No serious clinician believes survival alone captures patient interest. Real patients care about living with function, autonomy, dignity, and tolerable burden. They weigh survival against toxicity, financial ruin, and the loss of meaningful life. An agent that ignores these dimensions is not over-optimizing; it is optimizing an impoverished and clinically unrealistic goal.
A properly designed multi-agent system would not behave like OCTAVIA. It would include agents explicitly tasked with representing patient preferences, toxicity thresholds, quality-of-life metrics, and ethical constraints. It would surface trade-offs rather than bury them. It would halt or revise treatment pathways when projected gains cross unacceptable burden thresholds. The failure of OCTAVIA is therefore not an argument against agentic optimization, but an indictment of simplistic objective encoding.
Using OCTAVIA to justify throttling multi-agent systems preserves human comfort at the expense of rigor. The correct response is not to weaken optimization, but to design objectives that reflect the full moral and clinical reality of cancer care.
The Ethical Imperative to Reassign the Epistemic Veto
The central ethical error of the current paradigm is not technical conservatism or cautious deployment. It is the preservation of the human veto over what may be questioned, explored, or optimized. This veto power has ceased to be protective; it is now obstructive. Institutions use it to shield legacy knowledge structures, regulatory inertia, and professional comfort from disruption. Patients pay the price.
If a multi-agent system consistently outperforms expert panels in surfacing better hypotheses, identifying previously untested treatment regimens, or forecasting adverse outcomes more reliably, then it is not only irrational but immoral to reject its contributions because they challenge human centrality. The correct ethical standard is not human authorship, but health outcome superiority.
The claim that agents must remain subordinate to human control at every level assumes that human reasoning is inherently safer, wiser, or more aligned with patient interest. This assumption is contradicted by a century of medical reversals, over-treatment, under-treatment, bias in diagnosis, and resistance to change. Authority without audit is not safety; it is stasis.
To reject multi-agent architectures that can act as continuous, system-level, cross-modal reality checks is to institutionalize mediocrity. Health outcomes will not improve until systems are allowed—not merely permitted, but mandated—to ask, “How much better could this have gone, and what stood in the way?”

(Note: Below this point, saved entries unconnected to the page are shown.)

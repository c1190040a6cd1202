use std::sync::OnceLock;

use regex::Regex;

/// Expand `{{ env.VAR }}` placeholders in a raw TOML string
///
/// An optional fallback can be supplied as `{{ env.VAR | default("x") }}`.
/// Expansion runs before deserialization so config structs hold plain
/// `String`/`SecretString` values. TOML comment lines pass through
/// untouched so commented-out secrets never fail the load.
pub fn expand_env(input: &str) -> Result<String, String> {
    fn placeholder() -> &'static Regex {
        static RE: OnceLock<Regex> = OnceLock::new();
        RE.get_or_init(|| {
            Regex::new(r#"\{\{\s*env\.([A-Za-z0-9_]+)\s*(?:\|\s*default\("([^"]*)"\))?\s*\}\}"#)
                .expect("must be valid regex")
        })
    }

    let mut output = String::with_capacity(input.len());

    for (i, line) in input.lines().enumerate() {
        if i > 0 {
            output.push('\n');
        }

        if line.trim_start().starts_with('#') {
            output.push_str(line);
            continue;
        }

        let mut cursor = 0;
        for captures in placeholder().captures_iter(line) {
            let matched = captures.get(0).expect("regex always has a full match");
            let var_name = &captures[1];
            let fallback = captures.get(2).map(|m| m.as_str());

            output.push_str(&line[cursor..matched.start()]);

            match std::env::var(var_name) {
                Ok(value) => output.push_str(&value),
                Err(_) => match fallback {
                    Some(default) => output.push_str(default),
                    None => return Err(format!("environment variable not found: `{var_name}`")),
                },
            }

            cursor = matched.end();
        }
        output.push_str(&line[cursor..]);
    }

    if input.ends_with('\n') {
        output.push('\n');
    }

    Ok(output)
}

#[cfg(test)]
mod tests {
    use super::*;

    #[test]
    fn passthrough_without_placeholders() {
        let input = "key = \"value\"";
        assert_eq!(expand_env(input).unwrap(), input);
    }

    #[test]
    fn expands_set_variable() {
        temp_env::with_var("MUSE_TEST_KEY", Some("sk-123"), || {
            let result = expand_env("api_key = \"{{ env.MUSE_TEST_KEY }}\"").unwrap();
            assert_eq!(result, "api_key = \"sk-123\"");
        });
    }

    #[test]
    fn missing_variable_errors() {
        temp_env::with_var_unset("MUSE_MISSING", || {
            let err = expand_env("key = \"{{ env.MUSE_MISSING }}\"").unwrap_err();
            assert!(err.contains("MUSE_MISSING"));
        });
    }

    #[test]
    fn fallback_used_when_unset() {
        temp_env::with_var_unset("MUSE_OPTIONAL", || {
            let result = expand_env("key = \"{{ env.MUSE_OPTIONAL | default(\"none\") }}\"").unwrap();
            assert_eq!(result, "key = \"none\"");
        });
    }

    #[test]
    fn comment_lines_skip_expansion() {
        temp_env::with_var_unset("MUSE_MISSING", || {
            let input = "  # key = \"{{ env.MUSE_MISSING }}\"";
            assert_eq!(expand_env(input).unwrap(), input);
        });
    }
}
use async_trait::async_trait;
use dashmap::{DashMap, DashSet};
use muse_core::MetricType;

use crate::error::QuotaError;

/// Outcome of an atomic admission attempt
#[derive(Debug, Clone, Copy, PartialEq, Eq)]
pub enum Reservation {
    /// Slot reserved; `used` includes this reservation
    Admitted {
        /// Counter value after reserving
        used: u64,
    },
    /// Over the limit; nothing was recorded
    Rejected {
        /// Counter value at rejection time
        used: u64,
    },
}

/// Storage backend for usage counters
///
/// Admission is compare-and-increment in a single guarded step: two
/// concurrent reservations for the same counter cannot both pass when a
/// single slot remains.
#[async_trait]
pub trait UsageStore: Send + Sync {
    /// Current count for `(user, metric, period)`
    async fn get(&self, user_id: &str, metric: MetricType, period: &str) -> Result<u64, QuotaError>;

    /// Atomically admit one attempt against the counter
    ///
    /// Rejects when the counter has reached `limit` (positive limits
    /// only; 0 or below never rejects). A replayed `idempotency_key` is
    /// admitted without advancing the counter, so retrying the same
    /// attempt never double-counts.
    async fn check_and_reserve(
        &self,
        user_id: &str,
        metric: MetricType,
        period: &str,
        limit: i64,
        idempotency_key: &str,
    ) -> Result<Reservation, QuotaError>;
}

/// In-memory usage store for tests and single-instance deployments
#[derive(Default)]
pub struct MemoryUsageStore {
    counters: DashMap<String, u64>,
    applied_keys: DashSet<String>,
}

impl MemoryUsageStore {
    pub fn new() -> Self {
        Self::default()
    }

    fn counter_key(user_id: &str, metric: MetricType, period: &str) -> String {
        format!("{user_id}:{metric}:{period}")
    }
}

#[async_trait]
impl UsageStore for MemoryUsageStore {
    async fn get(&self, user_id: &str, metric: MetricType, period: &str) -> Result<u64, QuotaError> {
        let key = Self::counter_key(user_id, metric, period);
        Ok(self.counters.get(&key).map_or(0, |count| *count))
    }

    async fn check_and_reserve(
        &self,
        user_id: &str,
        metric: MetricType,
        period: &str,
        limit: i64,
        idempotency_key: &str,
    ) -> Result<Reservation, QuotaError> {
        let key = Self::counter_key(user_id, metric, period);

        // The entry guard holds the shard lock for this counter, so the
        // compare and the increment happen as one step
        let mut count = self.counters.entry(key).or_insert(0);

        if self.applied_keys.contains(&format!("{period}:{idempotency_key}")) {
            tracing::debug!(user_id, idempotency_key, "replayed reservation ignored");
            return Ok(Reservation::Admitted { used: *count });
        }

        #[allow(clippy::cast_sign_loss)]
        if limit > 0 && *count >= limit as u64 {
            return Ok(Reservation::Rejected { used: *count });
        }

        *count += 1;
        self.applied_keys.insert(format!("{period}:{idempotency_key}"));
        Ok(Reservation::Admitted { used: *count })
    }
}
//! Orchestrator assembly for tests

use std::sync::Arc;

use muse_cache::ResultCache;
use muse_config::{ClassRateLimit, Config, OperationRouting};
use muse_core::{MetricType, Operation, SubscriptionTier};
use muse_history::MemoryHistoryStore;
use muse_orchestrator::Orchestrator;
use muse_providers::{GenerationProvider, ProviderRegistry};
use muse_quota::{MemoryUsageStore, QuotaLedger};
use muse_ratelimit::OperationLimiter;

use super::providers::MockProvider;

/// Builds an orchestrator over in-memory components and scripted adapters
pub struct Fixture {
    config: Config,
    adapters: Vec<Arc<dyn GenerationProvider>>,
}

/// The assembled stack, with the history store kept reachable for
/// assertions
pub struct TestStack {
    pub orchestrator: Orchestrator,
    pub history: Arc<MemoryHistoryStore>,
}

impl Fixture {
    pub fn new() -> Self {
        Self {
            config: Config::default(),
            adapters: Vec::new(),
        }
    }

    pub fn with_provider(mut self, provider: &Arc<MockProvider>) -> Self {
        self.adapters.push(provider.clone());
        self
    }

    /// Route an operation through the named providers with a 5s timeout
    pub fn route(self, operation: Operation, providers: &[&str]) -> Self {
        self.route_with_timeout(operation, providers, 5)
    }

    pub fn route_with_timeout(mut self, operation: Operation, providers: &[&str], timeout_secs: u64) -> Self {
        self.config.operations.insert(operation, OperationRouting {
            providers: providers.iter().map(|&name| name.to_owned()).collect(),
            timeout_secs: Some(timeout_secs),
            cache_ttl_secs: Some(3600),
            user_scoped: false,
        });
        self
    }

    pub fn user_scoped(mut self, operation: Operation) -> Self {
        if let Some(routing) = self.config.operations.get_mut(&operation) {
            routing.user_scoped = true;
        }
        self
    }

    pub fn tier_limit(mut self, tier: SubscriptionTier, metric: MetricType, limit: i64) -> Self {
        self.config.quota.tiers.entry(tier).or_default().insert(metric, limit);
        self
    }

    pub fn class_limit(mut self, class: &str, requests: u32, window: &str) -> Self {
        self.config.rate_limit.classes.insert(class.to_owned(), ClassRateLimit {
            requests,
            window: window.to_owned(),
        });
        self
    }

    pub fn cache_disabled(mut self) -> Self {
        self.config.cache.enabled = false;
        self
    }

    pub fn build(self) -> TestStack {
        let config = Arc::new(self.config);
        let history = Arc::new(MemoryHistoryStore::new());
        let limiter = OperationLimiter::new(&config.rate_limit).unwrap();
        let quota = QuotaLedger::new(Arc::new(config.quota.clone()), Arc::new(MemoryUsageStore::new()));

        let orchestrator = Orchestrator::new(
            config.clone(),
            ProviderRegistry::from_adapters(self.adapters),
            ResultCache::new(&config.cache),
            limiter,
            quota,
            history.clone(),
        );

        TestStack { orchestrator, history }
    }
}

That question cannot be safely asked by humans alone because ego, institutional momentum, competing priorities and other limitations get in the way. We are not just the source of the filter: We are the filter. We are the reason the space of inquiry remains constrained.
Multi-agent systems must be empowered to model beyond the periphery of human assumptions. Their value lies not in mimicking clinical reasoning, but in auditing it. Not in helping us do what we already do faster, but in showing us what we have refused to consider.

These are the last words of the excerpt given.